Le génocide oublié : Chrétiens d’Orient, les derniers araméens PDF

Un article de Wikipédia, l’encyclopédie libre. L’Église syriaque catholique, ou Église catholique syriaque ou Église syrienne, est une des Églises catholiques orientales. L’Église syrienne d’Antioche le génocide oublié : Chrétiens d’Orient, les derniers araméens PDF son nom de la ville d’Antioche qui, après la conquête romaine, devint la capitale de la Syrie impériale et fut appelée « Reine de l’Orient ».

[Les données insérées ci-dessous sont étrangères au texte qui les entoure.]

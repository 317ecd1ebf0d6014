//! Side-by-side runs of several strategies on the same problem.

use gridpath_core::{Cost, Grid};

use crate::{Algorithm, Search, SearchResult, path_cost};

/// One strategy's run over its own copy of the grid.
#[derive(Debug, Clone)]
pub struct Alternative {
    pub algorithm: Algorithm,
    /// The clone the strategy ran on, with its visited and path marks.
    pub grid: Grid,
    pub result: SearchResult,
}

impl Alternative {
    /// Weighted cost of the path found, or `None` when there is none.
    pub fn cost(&self) -> Option<Cost> {
        self.result
            .path_found
            .then(|| path_cost(&self.grid, &self.result.path))
    }
}

/// Run each of `algorithms` on an independent clone of `grid`.
///
/// Walls, weights and roles must be settled before calling; `grid` itself is
/// left untouched.
pub fn compare(grid: &Grid, algorithms: &[Algorithm], visualize: bool) -> Vec<Alternative> {
    algorithms
        .iter()
        .map(|&algorithm| {
            let mut copy = grid.clone();
            let result = Search::new(&mut copy, algorithm).run(visualize);
            Alternative {
                algorithm,
                grid: copy,
                result,
            }
        })
        .collect()
}

/// The alternative with the lowest path cost; ties go to the earlier entry.
pub fn cheapest(alternatives: &[Alternative]) -> Option<&Alternative> {
    alternatives
        .iter()
        .filter_map(|alt| alt.cost().map(|c| (c, alt)))
        .min_by_key(|(c, _)| *c)
        .map(|(_, alt)| alt)
}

Turquie orientale, printemps 1915. L’Empire ottoman est en guerre. Entre Tigre et Euphrate, une terre sainte du christianisme (le  » Mont Athos de l’Orient « ) va bientôt être dévastée. Là, au milieu d’un paysage verdoyant, quelques années plus tôt seulement, à la fin du XIXe siècle, des voyageurs et explorateurs européens avaient découvert des tribus chrétiennes parlant encore l’araméen, la langue du Christ que l’on croyait éteinte. Certains à l’époque avaient même cru rencontrer une des tribus disparues d’Israël… Grâce à des témoignages et des documents diplomatiques inédits, l’auteur retrace, entre 1880 et 1919, date de la Conférence de la paix, l’agonie des dernières communautés araméo-syriaques des origines. Cet ouvrage est le récit inouï de leur épopée méconnue.

Après la destruction de Jérusalem en l’an 70, Antioche est restée la seule métropole de la chrétienté en Orient et a exercé sa juridiction sur la Syrie, la Phénicie, l’Arabie, la Palestine, la Cilicie, Chypre et la Mésopotamie. L’Église d’Antioche a eu dès le début un fort esprit missionnaire. On lui doit l’évangélisation de la Mésopotamie et de l’Empire perse, auquel cette région fut presque totalement annexée à partir de l’an 363. L’araméen était alors la langue la plus parlée dans cette région et elle est encore utilisée par les chrétiens du Nord de l’Irak, spécialement dans la région de Ninive, mais beaucoup d’entre eux ont été obligés de fuir à cause des persécutions actuelles de l’État islamique.